Verzoeksters echtgenoot raakte als bestuurder van een personenauto betrokken bij een aanrijding met een andere personenauto. Er was uitsluitend sprake van lichte materiële schade. Zowel verzoekster als twee politieambtenaren kwamen ter plaatse. De politieambtenaren maakten een registratieset op.
Verzoekster klaagde er over dat de politieambtenaren haar echtgenoot niet hadden gehoord.
De Nationale ombudsman beoordeelde de klacht in het licht van twee behoorlijkheidvereisten. Enerzijds boog hij zich over de vraag of de politieambtenaren hadden gehandeld in overeenstemming met het vereiste van actieve en adequate informatieverwerving en anderzijds boog hij zich over de vraag of de politieambtenaren hadden gehandeld in overeenstemming met het verbod op vooringenomenheid.

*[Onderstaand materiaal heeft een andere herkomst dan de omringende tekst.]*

//! Defines the application's error types and a convenience `Result` alias.
//!
//! - `AppError` covers startup and infrastructure failures (configuration, HTTP client
//!   construction, socket binding). Errors that do not implement `Clone` are wrapped in
//!   `Arc` to allow `AppError` to be cloneable.
//! - `ApiError` is the error taxonomy of the JSON endpoints. It converts itself into an
//!   HTTP response with a `{"error": ...}` body, so handlers can simply return it.

use crate::api::ProviderError;
use axum::http::StatusCode;
use axum::response::{IntoResponse, Response};
use axum::Json;
use serde_json::{json, Value};
use std::sync::Arc;
use thiserror::Error;
use tracing::{error, warn};

/// The primary error enumeration for startup and infrastructure errors.
#[derive(Error, Debug, Clone)]
pub enum AppError {
    /// Invalid or missing configuration value.
    #[error("Configuration Error: {0}")]
    Config(String),

    /// Error building the outbound HTTP client (`reqwest`).
    #[error("HTTP Client Error: {0}")]
    HttpClient(Arc<reqwest::Error>),

    /// Error related to standard I/O operations (binding, serving).
    #[error("I/O Error: {0}")]
    Io(Arc<std::io::Error>),
}

/// A specialized `Result` type using the application's `AppError`.
pub type Result<T> = std::result::Result<T, AppError>;

// --- From implementations ---

impl From<reqwest::Error> for AppError {
    fn from(err: reqwest::Error) -> Self {
        AppError::HttpClient(Arc::new(err))
    }
}

impl From<std::io::Error> for AppError {
    fn from(err: std::io::Error) -> Self {
        AppError::Io(Arc::new(err))
    }
}

/// Errors returned to the browser by the `/api/*` endpoints.
#[derive(Error, Debug)]
pub enum ApiError {
    /// Request body missing, malformed, or without a usable `city`.
    #[error("City name is required.")]
    InvalidInput,

    /// The provider reported no match. Carries the message shown to the client,
    /// which may be any JSON value the provider supplied.
    #[error("Station not found: {0}")]
    NotFound(Value),

    /// The provider could not be reached or answered with a non-success status.
    #[error("Failed to connect to the AQI service: {0}")]
    UpstreamUnavailable(String),

    /// Anything else that went wrong while handling the request.
    #[error("An unexpected error occurred: {0}")]
    Internal(String),
}

impl ApiError {
    /// HTTP status code for this error.
    pub fn status_code(&self) -> StatusCode {
        match self {
            ApiError::InvalidInput => StatusCode::BAD_REQUEST,
            ApiError::NotFound(_) => StatusCode::NOT_FOUND,
            ApiError::UpstreamUnavailable(_) => StatusCode::SERVICE_UNAVAILABLE,
            ApiError::Internal(_) => StatusCode::INTERNAL_SERVER_ERROR,
        }
    }

    /// The value placed under the `error` key of the response body.
    fn message(&self) -> Value {
        match self {
            ApiError::NotFound(detail) => detail.clone(),
            other => Value::String(other.to_string()),
        }
    }
}

impl From<ProviderError> for ApiError {
    fn from(err: ProviderError) -> Self {
        match err {
            ProviderError::Unavailable(details) => ApiError::UpstreamUnavailable(details),
            ProviderError::Internal(details) => ApiError::Internal(details),
        }
    }
}

impl IntoResponse for ApiError {
    fn into_response(self) -> Response {
        let status = self.status_code();
        match &self {
            ApiError::Internal(_) | ApiError::UpstreamUnavailable(_) => {
                error!(status = status.as_u16(), "{}", self)
            },
            _ => warn!(status = status.as_u16(), "{}", self),
        }
        (status, Json(json!({ "error": self.message() }))).into_response()
    }
}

Ten aanzien van het eerste vereiste overwoog de Nationale ombudsman, dat het voor de vaststelling van de feiten en de omstandigheden waaronder de aanrijding had plaatsgevonden, niet van belang was geweest dat het relaas van de bij de aanrijding betrokken partijen zou zijn aangehoord, en evenmin dat dit relaas zijn weerslag zou hebben gevonden in een registratieset. De Nationale ombudsman was van oordeel dat de politieambtenaren alle - voor een goede afwikkeling van de zaak - relevante informatie hadden verworven en niet gesteld kon worden dat zij hadden gehandeld in strijd met het vereiste van actieve en adequate informatieverwerving. De gedraging was behoorlijk.
Ten aanzien van het tweede vereiste overwoog de Nationale ombudsman het volgende. Hoewel er op zichzelf bezien geen noodzaak had bestaan om partijen te horen, had het met het oog op een ander behoorlijkheidsvereiste toch voor de hand gelegen om de echtgenoot van verzoekster zijn verhaal te laten doen. Uit de stukken was namelijk komen vast te staan, dat één van de politieambtenaren de andere partij wel deze gelegenheid had geboden. De Nationale ombudsman was van oordeel dat wanneer politieambtenaren - zelfs indien er geen noodzaak bestaat om partijen te horen - slechts één van de partijen in de gelegenheid stellen om zijn of haar zienswijze naar voren te brengen, dit bij de andere partij een gevoel van partijdigheid kan opwekken, hetgeen strijd oplevert met het verbod van vooringenomenheid. Op grond van dit vereiste hadden de politieambtenaren verzoeksters echtgenoot dan ook in staat dienen te stellen om zijn kant van het verhaal te vertellen. Ten aanzien van de vraag of dit was gebeurd, liepen de lezingen echter uiteen. De Nationale ombudsman kon zich dan ook niet uitlaten over de vraag of de politie in dit geval al dan niet had gehandeld in strijd met het verbod op vooringenomenheid. De Nationale ombudsman onthield zich daarom van een oordeel.